WHAT YOU ARE ASKED TO DO -> Each line in the entries below that holds the string "tracing" is to be listed.

(ENTRIES SUPPLIED begins)

//! Linked model types

use crate::decl::{Flags, MetaValue, Origin, RawImport, TypeKind, TypeSyntax};
use crate::util::simple_name;
use indexmap::IndexMap;
use serde::Serialize;
use std::fmt;
use std::sync::Arc;

pub const OBJECT: &str = "java.lang.Object";

/// A linked type reference
#[derive(Debug, Clone, PartialEq, Eq, Hash, Serialize)]
#[serde(tag = "kind", rename_all = "snake_case")]
pub enum TypeRef {
    Primitive {
        name: String,
    },
    Void,
    /// Class, interface, enum or annotation type. `resolved` is false when
    /// no declaration backs the name (missing root); the name is then the
    /// best-known spelling.
    Class {
        name: String,
        #[serde(skip_serializing_if = "Vec::is_empty")]
        args: Vec<TypeRef>,
        resolved: bool,
    },
    Array {
        element: Box<TypeRef>,
    },
    /// Type variable with the erasure of its first bound
    Variable {
        name: String,
        bound: String,
    },
    Wildcard {
        #[serde(skip_serializing_if = "Option::is_none")]
        upper: Option<Box<TypeRef>>,
        #[serde(skip_serializing_if = "Option::is_none")]
        lower: Option<Box<TypeRef>>,
    },
}

impl TypeRef {
    /// Resolved reference without arguments
    pub fn class(name: impl Into<String>) -> Self {
        TypeRef::Class {
            name: name.into(),
            args: Vec::new(),
            resolved: true,
        }
    }

    pub fn generic(name: impl Into<String>, args: Vec<TypeRef>) -> Self {
        TypeRef::Class {
            name: name.into(),
            args,
            resolved: true,
        }
    }

    pub fn unresolved(name: impl Into<String>) -> Self {
        TypeRef::Class {
            name: name.into(),
            args: Vec::new(),
            resolved: false,
        }
    }

    pub fn object() -> Self {
        TypeRef::class(OBJECT)
    }

    /// Qualified name of a class reference
    pub fn name(&self) -> Option<&str> {
        match self {
            TypeRef::Class { name, .. } => Some(name),
            _ => None,
        }
    }

    pub fn args(&self) -> &[TypeRef] {
        match self {
            TypeRef::Class { args, .. } => args,
            _ => &[],
        }
    }

    /// Placeholder for a name no root declares
    pub fn is_unresolved(&self) -> bool {
        match self {
            TypeRef::Class { resolved, .. } => !resolved,
            TypeRef::Array { element } => element.is_unresolved(),
            _ => false,
        }
    }

    /// Erased qualified spelling (`java.util.List`, `int[]`, bound of `T`)
    pub fn erasure(&self) -> String {
        match self {
            TypeRef::Primitive { name } => name.clone(),
            TypeRef::Void => "void".to_string(),
            TypeRef::Class { name, .. } => name.clone(),
            TypeRef::Array { element } => format!("{}[]", element.erasure()),
            TypeRef::Variable { bound, .. } => bound.clone(),
            TypeRef::Wildcard { upper, .. } => upper
                .as_ref()
                .map(|u| u.erasure())
                .unwrap_or_else(|| OBJECT.to_string()),
        }
    }

    /// Source spelling with qualified names
    pub fn to_source(&self) -> String {
        self.to_syntax().to_string()
    }

    pub fn to_syntax(&self) -> TypeSyntax {
        match self {
            TypeRef::Primitive { name } => TypeSyntax::Primitive { name: name.clone() },
            TypeRef::Void => TypeSyntax::Void,
            TypeRef::Class { name, args, .. } => {
                TypeSyntax::generic(name.clone(), args.iter().map(TypeRef::to_syntax).collect())
            }
            TypeRef::Array { element } => TypeSyntax::array(element.to_syntax()),
            TypeRef::Variable { name, .. } => TypeSyntax::named(name.clone()),
            TypeRef::Wildcard { upper, lower } => TypeSyntax::Wildcard {
                upper: upper.as_ref().map(|u| Box::new(u.to_syntax())),
                lower: lower.as_ref().map(|l| Box::new(l.to_syntax())),
            },
        }
    }

    pub fn is_primitive(&self) -> bool {
        matches!(self, TypeRef::Primitive { .. })
    }
}

impl fmt::Display for TypeRef {
    fn fmt(&self, f: &mut fmt::Formatter<'_>) -> fmt::Result {
        write!(f, "{}", self.to_source())
    }
}

/// Generic type parameter with linked bounds
#[derive(Debug, Clone, PartialEq, Serialize)]
pub struct TypeParameter {
    pub name: String,
    pub bounds: Vec<TypeRef>,
}

impl TypeParameter {
    /// First bound, `java.lang.Object` when unbounded
    pub fn upper_bound(&self) -> TypeRef {
        self.bounds.first().cloned().unwrap_or_else(TypeRef::object)
    }
}

/// Annotation instance with its type name linked
#[derive(Debug, Clone, PartialEq, Serialize)]
pub struct Annotation {
    pub type_name: String,
    pub resolved: bool,
    pub elements: IndexMap<String, MetaValue>,
}

impl Annotation {
    pub fn simple_name(&self) -> &str {
        simple_name(&self.type_name)
    }

    pub fn element(&self, name: &str) -> Option<&MetaValue> {
        self.elements.get(name)
    }

    /// Matches a qualified annotation type name; unresolved instances match
    /// on the simple name
    pub fn is(&self, qualified_name: &str) -> bool {
        self.type_name == qualified_name
            || (!self.resolved && self.simple_name() == simple_name(qualified_name))
    }
}

#[derive(Debug, Clone, PartialEq, Serialize)]
pub struct Parameter {
    pub name: String,
    #[serde(rename = "type")]
    pub type_ref: TypeRef,
    pub varargs: bool,
    pub annotations: Vec<String>,
}

#[derive(Debug, Clone, PartialEq, Serialize)]
pub struct Method {
    pub name: String,
    pub flags: Flags,
    pub type_parameters: Vec<TypeParameter>,
    /// `None` for constructors
    pub return_type: Option<TypeRef>,
    pub parameters: Vec<Parameter>,
    pub exceptions: Vec<TypeRef>,
    pub annotations: Vec<Annotation>,
    #[serde(skip_serializing_if = "Option::is_none")]
    pub default_value: Option<MetaValue>,
    #[serde(skip_serializing_if = "Option::is_none")]
    pub body: Option<String>,
    pub declaring_type: String,
}

impl Method {
    pub fn is_constructor(&self) -> bool {
        self.return_type.is_none()
    }

    pub fn is_varargs(&self) -> bool {
        self.parameters.last().is_some_and(|p| p.varargs)
    }

    /// Accepts `arity` arguments
    pub fn accepts(&self, arity: usize) -> bool {
        let declared = self.parameters.len();
        declared == arity || (self.is_varargs() && arity + 1 >= declared)
    }

    /// Erased parameter types in order
    pub fn erased_parameters(&self) -> Vec<String> {
        self.parameters.iter().map(|p| p.type_ref.erasure()).collect()
    }

    /// `name(erased, types)` form
    pub fn signature(&self) -> String {
        format!("{}({})", self.name, self.erased_parameters().join(","))
    }
}

#[derive(Debug, Clone, PartialEq, Serialize)]
pub struct Field {
    pub name: String,
    pub flags: Flags,
    #[serde(rename = "type")]
    pub type_ref: TypeRef,
    pub annotations: Vec<Annotation>,
    #[serde(skip_serializing_if = "Option::is_none")]
    pub constant: Option<MetaValue>,
    pub declaring_type: String,
}

/// A linked type declaration
#[derive(Debug, Clone, PartialEq, Serialize)]
pub struct Type {
    pub name: String,
    pub qualified_name: String,
    pub package: String,
    pub kind: TypeKind,
    pub flags: Flags,
    pub type_parameters: Vec<TypeParameter>,
    pub superclass: Option<TypeRef>,
    pub interfaces: Vec<TypeRef>,
    pub fields: Vec<Field>,
    pub methods: Vec<Method>,
    pub annotations: Vec<Annotation>,
    pub enum_constants: Vec<String>,
    /// Qualified names of member types
    pub nested: Vec<String>,
    /// Enclosing type of a member type
    pub declaring_type: Option<String>,
    pub has_errors: bool,
    pub origin: Origin,
}

impl Type {
    /// Reference to this type parameterized by its own type variables
    pub fn self_ref(&self) -> TypeRef {
        TypeRef::generic(
            self.qualified_name.clone(),
            self.type_parameters
                .iter()
                .map(|p| TypeRef::Variable {
                    name: p.name.clone(),
                    bound: p.upper_bound().erasure(),
                })
                .collect(),
        )
    }

    pub fn is_interface(&self) -> bool {
        matches!(self.kind, TypeKind::Interface | TypeKind::Annotation)
    }

    pub fn method(&self, name: &str) -> Option<&Method> {
        self.methods.iter().find(|m| m.name == name)
    }

    pub fn methods_named<'a>(&'a self, name: &'a str) -> impl Iterator<Item = &'a Method> + 'a {
        self.methods.iter().filter(move |m| m.name == name)
    }

    pub fn constructors(&self) -> impl Iterator<Item = &Method> {
        self.methods.iter().filter(|m| m.is_constructor())
    }

    pub fn field(&self, name: &str) -> Option<&Field> {
        self.fields.iter().find(|f| f.name == name)
    }

    pub fn annotation(&self, qualified_name: &str) -> Option<&Annotation> {
        self.annotations.iter().find(|a| a.is(qualified_name))
    }

    /// Source path for types parsed from text
    pub fn source_path(&self) -> Option<&str> {
        match &self.origin {
            Origin::Source { path } => Some(path),
            Origin::Binary => None,
        }
    }
}

/// A linked compilation unit
#[derive(Debug, Clone, Serialize)]
pub struct CompilationUnit {
    pub path: String,
    pub package: String,
    pub imports: Vec<RawImport>,
    pub types: Vec<Arc<Type>>,
    pub has_errors: bool,
    pub source_hash: String,
}

impl CompilationUnit {
    /// Type named after the file, if declared
    pub fn primary_type(&self) -> Option<&Arc<Type>> {
        let stem = self
            .path
            .rsplit('/')
            .next()
            .and_then(|file| file.split('.').next())
            .unwrap_or_default();
        self.types.iter().find(|t| t.name == stem)
    }
}
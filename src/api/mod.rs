//! Versioned API resolution
//!
//! Generators that target several incompatible versions of a framework ask
//! the Environment for a capability (`env.api::<dyn S>()`); the registry picks
//! the variant registered for the detected framework version once, and the
//! Environment caches that choice for its lifetime. Calls on the returned
//! `Arc<dyn S>` dispatch to the chosen variant.

mod provider;
mod registry;
mod version;

pub use provider::{
    ApiVersionProvider, ConstantFieldVersionProvider, FixedVersionProvider, FnVersionProvider,
};
pub use registry::ApiRegistry;
pub use version::{ApiRequirement, ApiVersion};
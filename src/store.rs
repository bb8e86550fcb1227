//! Declaration store
//!
//! One lookup contract over any number of classpath roots. A root is either
//! a source root (relative path -> text, parsed lazily by a [`FrontEnd`]) or
//! a binary root (qualified name -> pre-compiled declaration). A type may
//! come from a source root while its supertype is binary-only.

use crate::decl::{RawCompilationUnit, RawType};
use crate::error::{Error, Result};
use crate::parse::{FrontEnd, JavaFrontEnd, ParseOptions};
use crate::util::{normalize_name, qualifier};
use std::collections::{BTreeMap, BTreeSet, HashMap};
use std::path::Path;
use std::sync::{Arc, Mutex, PoisonError};
use walkdir::WalkDir;

/// Kind of a classpath root
#[derive(Debug, Clone, Copy, PartialEq, Eq)]
pub enum RootKind {
    Source,
    Binary,
}

/// Backing source of raw declarations
pub trait DeclarationSource: Send + Sync {
    fn kind(&self) -> RootKind;

    /// Root name for diagnostics
    fn name(&self) -> &str;

    /// Look up a (normalized, dotted) qualified name
    fn find_type(&self, qualified_name: &str, options: ParseOptions) -> Option<Arc<RawType>>;

    /// Top-level types declared in a package
    fn types_in_package(&self, package: &str, options: ParseOptions) -> Vec<Arc<RawType>>;

    /// Packages that contain at least one declaration
    fn packages(&self) -> BTreeSet<String>;

    /// Drop any cached state for a root-relative path
    fn invalidate(&self, _path: &str) {}

    fn as_source_root(&self) -> Option<&SourceRoot> {
        None
    }
}

// ============================================================================
// Source roots
// ============================================================================

/// Source root: relative path -> source text
pub struct SourceRoot {
    name: String,
    files: BTreeMap<String, String>,
    front_end: Arc<dyn FrontEnd>,
    units: Mutex<HashMap<String, Arc<RawCompilationUnit>>>,
}

impl SourceRoot {
    pub fn new(name: impl Into<String>) -> Self {
        Self {
            name: name.into(),
            files: BTreeMap::new(),
            front_end: Arc::new(JavaFrontEnd),
            units: Mutex::new(HashMap::new()),
        }
    }

    pub fn with_front_end(mut self, front_end: Arc<dyn FrontEnd>) -> Self {
        self.front_end = front_end;
        self
    }

    pub fn with_file(mut self, path: impl Into<String>, source: impl Into<String>) -> Self {
        self.add_file(path, source);
        self
    }

    pub fn add_file(&mut self, path: impl Into<String>, source: impl Into<String>) {
        let path = path.into().replace('\\', "/");
        self.files.insert(path, source.into());
    }

    /// Load every file with the front end's extension below `dir`
    pub fn from_dir(dir: &Path) -> Result<Self> {
        let mut root = SourceRoot::new(dir.display().to_string());
        let extension = root.front_end.extension();
        for entry in WalkDir::new(dir).follow_links(true) {
            let entry = entry.map_err(|e| Error::Other(format!("walk {}: {}", dir.display(), e)))?;
            let path = entry.path();
            if !entry.file_type().is_file()
                || path.extension().and_then(|e| e.to_str()) != Some(extension)
            {
                continue;
            }
            let relative = path
                .strip_prefix(dir)
                .map_err(|e| Error::Other(e.to_string()))?
                .to_string_lossy()
                .replace('\\', "/");
            let source = std::fs::read_to_string(path)?;
            root.add_file(relative, source);
        }
        tracing::debug!(root = %root.name, files = root.files.len(), "loaded source root");
        Ok(root)
    }

    pub fn paths(&self) -> impl Iterator<Item = &str> {
        self.files.keys().map(String::as_str)
    }

    /// Parse (or fetch the cached parse of) one compilation unit
    pub fn compilation_unit(
        &self,
        path: &str,
        options: ParseOptions,
    ) -> Option<Arc<RawCompilationUnit>> {
        let source = self.files.get(path)?;
        let mut units = self.units.lock().unwrap_or_else(PoisonError::into_inner);
        if let Some(unit) = units.get(path) {
            return Some(Arc::clone(unit));
        }
        match self.front_end.parse(path, source, options) {
            Ok(unit) => {
                let unit = Arc::new(unit);
                units.insert(path.to_string(), Arc::clone(&unit));
                Some(unit)
            }
            Err(e) => {
                tracing::warn!(root = %self.name, path, error = %e, "front end failed");
                None
            }
        }
    }

    /// Compilation units directly inside a package directory
    pub fn units_in_package(
        &self,
        package: &str,
        options: ParseOptions,
    ) -> Vec<Arc<RawCompilationUnit>> {
        let paths: Vec<String> = self.paths_in_package(package).map(String::from).collect();
        paths
            .iter()
            .filter_map(|p| self.compilation_unit(p, options))
            .collect()
    }

    fn package_dir(package: &str) -> String {
        package.replace('.', "/")
    }

    /// Paths of the units directly inside a package directory
    fn paths_in_package<'a>(&'a self, package: &str) -> impl Iterator<Item = &'a str> + 'a {
        let dir = Self::package_dir(package);
        let extension = self.front_end.extension();
        self.files.keys().map(String::as_str).filter(move |path| {
            let parent = match path.rfind('/') {
                Some(idx) => &path[..idx],
                None => "",
            };
            parent == dir && path.ends_with(&format!(".{}", extension))
        })
    }

    /// Top-level type `package.name`: primary unit first, then secondary types
    fn find_top_level(&self, package: &str, name: &str, options: ParseOptions) -> Option<Arc<RawType>> {
        let dir = Self::package_dir(package);
        let primary = if dir.is_empty() {
            format!("{}.{}", name, self.front_end.extension())
        } else {
            format!("{}/{}.{}", dir, name, self.front_end.extension())
        };
        if let Some(found) = self
            .compilation_unit(&primary, options)
            .and_then(|unit| unit.find_type(name).cloned())
        {
            return Some(found);
        }
        let candidates: Vec<String> = self
            .paths_in_package(package)
            .filter(|p| *p != primary)
            .map(String::from)
            .collect();
        candidates.iter().find_map(|path| {
            self.compilation_unit(path, options)
                .and_then(|unit| unit.find_type(name).cloned())
        })
    }
}
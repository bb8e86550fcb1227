//! Generic substitution

use super::types::{Type, TypeRef};
use std::collections::HashMap;

/// Type variable -> actual argument
#[derive(Debug, Clone, Default, PartialEq)]
pub struct TypeBindings {
    map: HashMap<String, TypeRef>,
}

impl TypeBindings {
    pub fn new() -> Self {
        Self::default()
    }

    /// Bind the type parameters of `ty` to the arguments of a use site.
    ///
    /// Wildcard arguments collapse to their `extends` bound; unbounded and
    /// `super` wildcards, as well as missing arguments (raw use), fall back to
    /// the parameter's declared upper bound so substitution stays total.
    pub fn bind(ty: &Type, args: &[TypeRef]) -> Self {
        let map = ty
            .type_parameters
            .iter()
            .enumerate()
            .map(|(i, parameter)| {
                let actual = match args.get(i) {
                    Some(TypeRef::Wildcard {
                        upper: Some(upper), ..
                    }) => (**upper).clone(),
                    Some(TypeRef::Wildcard { .. }) | None => parameter.upper_bound(),
                    Some(arg) => arg.clone(),
                };
                (parameter.name.clone(), actual)
            })
            .collect();
        TypeBindings { map }
    }

    pub fn insert(&mut self, variable: impl Into<String>, actual: TypeRef) {
        self.map.insert(variable.into(), actual);
    }

    pub fn get(&self, variable: &str) -> Option<&TypeRef> {
        self.map.get(variable)
    }

    pub fn is_empty(&self) -> bool {
        self.map.is_empty()
    }

    /// Bindings with the given variables unbound (shadowed by method-level
    /// type parameters of the same name)
    pub fn without<'a>(&self, shadowed: impl IntoIterator<Item = &'a str>) -> Self {
        let mut next = self.clone();
        for name in shadowed {
            next.map.remove(name);
        }
        next
    }

    /// Substitute bound variables, recursing into arguments, arrays and
    /// wildcard bounds
    pub fn apply(&self, reference: &TypeRef) -> TypeRef {
        if self.map.is_empty() {
            return reference.clone();
        }
        match reference {
            TypeRef::Variable { name, .. } => self
                .map
                .get(name)
                .cloned()
                .unwrap_or_else(|| reference.clone()),
            TypeRef::Class {
                name,
                args,
                resolved,
            } => TypeRef::Class {
                name: name.clone(),
                args: args.iter().map(|a| self.apply(a)).collect(),
                resolved: *resolved,
            },
            TypeRef::Array { element } => TypeRef::Array {
                element: Box::new(self.apply(element)),
            },
            TypeRef::Wildcard { upper, lower } => TypeRef::Wildcard {
                upper: upper.as_ref().map(|u| Box::new(self.apply(u))),
                lower: lower.as_ref().map(|l| Box::new(self.apply(l))),
            },
            TypeRef::Primitive { .. } | TypeRef::Void => reference.clone(),
        }
    }
}

#[cfg(test)]
mod tests {
    use super::*;
    use crate::decl::{Flags, Origin, TypeKind};
    use crate::model::types::TypeParameter;

    fn generic_type(parameters: &[(&str, Option<&str>)]) -> Type {
        Type {
            name: "Pair".into(),
            qualified_name: "a.Pair".into(),
            package: "a".into(),
            kind: TypeKind::Class,
            flags: Flags::PUBLIC,
            type_parameters: parameters
                .iter()
                .map(|(name, bound)| TypeParameter {
                    name: name.to_string(),
                    bounds: bound.map(|b| TypeRef::class(b)).into_iter().collect(),
                })
                .collect(),
            superclass: None,
            interfaces: vec![],
            fields: vec![],
            methods: vec![],
            annotations: vec![],
            enum_constants: vec![],
            nested: vec![],
            declaring_type: None,
            has_errors: false,
            origin: Origin::Binary,
        }
    }

    fn var(name: &str) -> TypeRef {
        TypeRef::Variable {
            name: name.into(),
            bound: "java.lang.Object".into(),
        }
    }

    #[test]
    fn test_bind_and_apply_nested() {
        let pair = generic_type(&[("K", None), ("V", None)]);
        let bindings = TypeBindings::bind(
            &pair,
            &[
                TypeRef::class("java.lang.String"),
                TypeRef::generic("java.util.List", vec![TypeRef::class("a.Item")]),
            ],
        );
        let declared = TypeRef::generic("java.util.Map", vec![var("K"), TypeRef::Array {
            element: Box::new(var("V")),
        }]);
        assert_eq!(
            bindings.apply(&declared).to_source(),
            "java.util.Map<java.lang.String, java.util.List<a.Item>[]>"
        );
    }

    #[test]
    fn test_wildcards_collapse_to_bounds() {
        let pair = generic_type(&[("K", Some("java.lang.Number")), ("V", None)]);
        let bindings = TypeBindings::bind(
            &pair,
            &[
                TypeRef::Wildcard {
                    upper: None,
                    lower: Some(Box::new(TypeRef::class("java.lang.Integer"))),
                },
                TypeRef::Wildcard {
                    upper: Some(Box::new(TypeRef::class("a.Item"))),
                    lower: None,
                },
            ],
        );
        assert_eq!(bindings.get("K"), Some(&TypeRef::class("java.lang.Number")));
        assert_eq!(bindings.get("V"), Some(&TypeRef::class("a.Item")));
    }

    #[test]
    fn test_raw_use_binds_upper_bounds() {
        let pair = generic_type(&[("K", None), ("V", None)]);
        let bindings = TypeBindings::bind(&pair, &[]);
        assert_eq!(bindings.get("K"), Some(&TypeRef::object()));
        assert_eq!(bindings.apply(&var("V")), TypeRef::object());
    }

    #[test]
    fn test_method_variables_shadow() {
        let pair = generic_type(&[("K", None), ("V", None)]);
        let bindings =
            TypeBindings::bind(&pair, &[TypeRef::class("a.X"), TypeRef::class("a.Y")]).without(["K"]);
        assert_eq!(bindings.apply(&var("K")), var("K"));
        assert_eq!(bindings.apply(&var("V")), TypeRef::class("a.Y"));
    }
}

(ENTRIES SUPPLIED ends)

EXERCISE SOLUTION ->
        tracing::debug!(root = %root.name, files = root.files.len(), "loaded source root");
                tracing::warn!(root = %self.name, path, error = %e, "front end failed");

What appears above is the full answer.